PROBLEM:
Return only this: the line with "listing extraction results" and all the lines that follow it below, through the final one, exactly as they are.

/---

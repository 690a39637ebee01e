//! Database schema definitions
//!
//! This module contains all SQL schema definitions for the Listing-Ripple database.

/// SQL schema for the database
pub const SCHEMA_SQL: &str = r#"
-- Track crawl runs
CREATE TABLE IF NOT EXISTS runs (
    id INTEGER PRIMARY KEY AUTOINCREMENT,
    started_at TEXT NOT NULL,
    finished_at TEXT,
    config_hash TEXT NOT NULL,
    search_query TEXT NOT NULL,
    location TEXT NOT NULL,
    status TEXT NOT NULL,
    businesses_enqueued INTEGER NOT NULL DEFAULT 0,
    unique_seen INTEGER NOT NULL DEFAULT 0,
    records_emitted INTEGER NOT NULL DEFAULT 0,
    failed_requests INTEGER NOT NULL DEFAULT 0
);

-- Emitted business records; append-only, collections stored as JSON text
CREATE TABLE IF NOT EXISTS businesses (
    id INTEGER PRIMARY KEY AUTOINCREMENT,
    run_id INTEGER NOT NULL REFERENCES runs(id),
    url TEXT NOT NULL,
    business_name TEXT NOT NULL,
    rating REAL,
    review_count INTEGER NOT NULL,
    categories TEXT,
    price_range TEXT,
    address TEXT,
    phone TEXT,
    hours TEXT,
    photos TEXT NOT NULL,
    reviews TEXT,
    scraped_at TEXT NOT NULL
);

CREATE INDEX IF NOT EXISTS idx_businesses_url ON businesses(url);
CREATE INDEX IF NOT EXISTS idx_businesses_run ON businesses(run_id);

-- Requests that exhausted their attempts
CREATE TABLE IF NOT EXISTS failed_requests (
    id INTEGER PRIMARY KEY AUTOINCREMENT,
    run_id INTEGER NOT NULL REFERENCES runs(id),
    url TEXT NOT NULL,
    kind TEXT NOT NULL,
    attempts INTEGER NOT NULL,
    error_message TEXT NOT NULL,
    failed_at TEXT NOT NULL
);

CREATE INDEX IF NOT EXISTS idx_failed_requests_run ON failed_requests(run_id);
"#;

/// Initializes the database schema
///
/// # Arguments
///
/// * `conn` - The database connection
///
/// # Returns
///
/// * `Ok(())` - Schema initialized successfully
/// * `Err(rusqlite::Error)` - Failed to initialize schema
pub fn initialize_schema(conn: &rusqlite::Connection) -> Result<(), rusqlite::Error> {
    conn.execute_batch(SCHEMA_SQL)?;
    Ok(())
}
//! Output module: the result emitter and the sinks it writes to
//!
//! This module handles:
//! - Assembling `OutputRecord`s from listing extraction results
//! - Forwarding records and failed requests to sinks (SQLite, JSON Lines)
//! - Reporting statistics from the record database

mod jsonl_sink;
mod record;
mod sqlite_sink;
pub mod stats;
mod traits;

pub use jsonl_sink::JsonLinesSink;
pub use record::{assemble_record, Emitter, OutputRecord};
pub use sqlite_sink::SqliteSink;
pub use stats::{load_statistics, print_statistics, CrawlStatistics};
pub use traits::{FailedRequest, MultiSink, OutputError, OutputResult, RecordSink};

\---

SOLUTION BELOW:
//! - Assembling `OutputRecord`s from listing extraction results
//! - Forwarding records and failed requests to sinks (SQLite, JSON Lines)
//! - Reporting statistics from the record database

mod jsonl_sink;
mod record;
mod sqlite_sink;
pub mod stats;
mod traits;

pub use jsonl_sink::JsonLinesSink;
pub use record::{assemble_record, Emitter, OutputRecord};
pub use sqlite_sink::SqliteSink;
pub use stats::{load_statistics, print_statistics, CrawlStatistics};
pub use traits::{FailedRequest, MultiSink, OutputError, OutputResult, RecordSink};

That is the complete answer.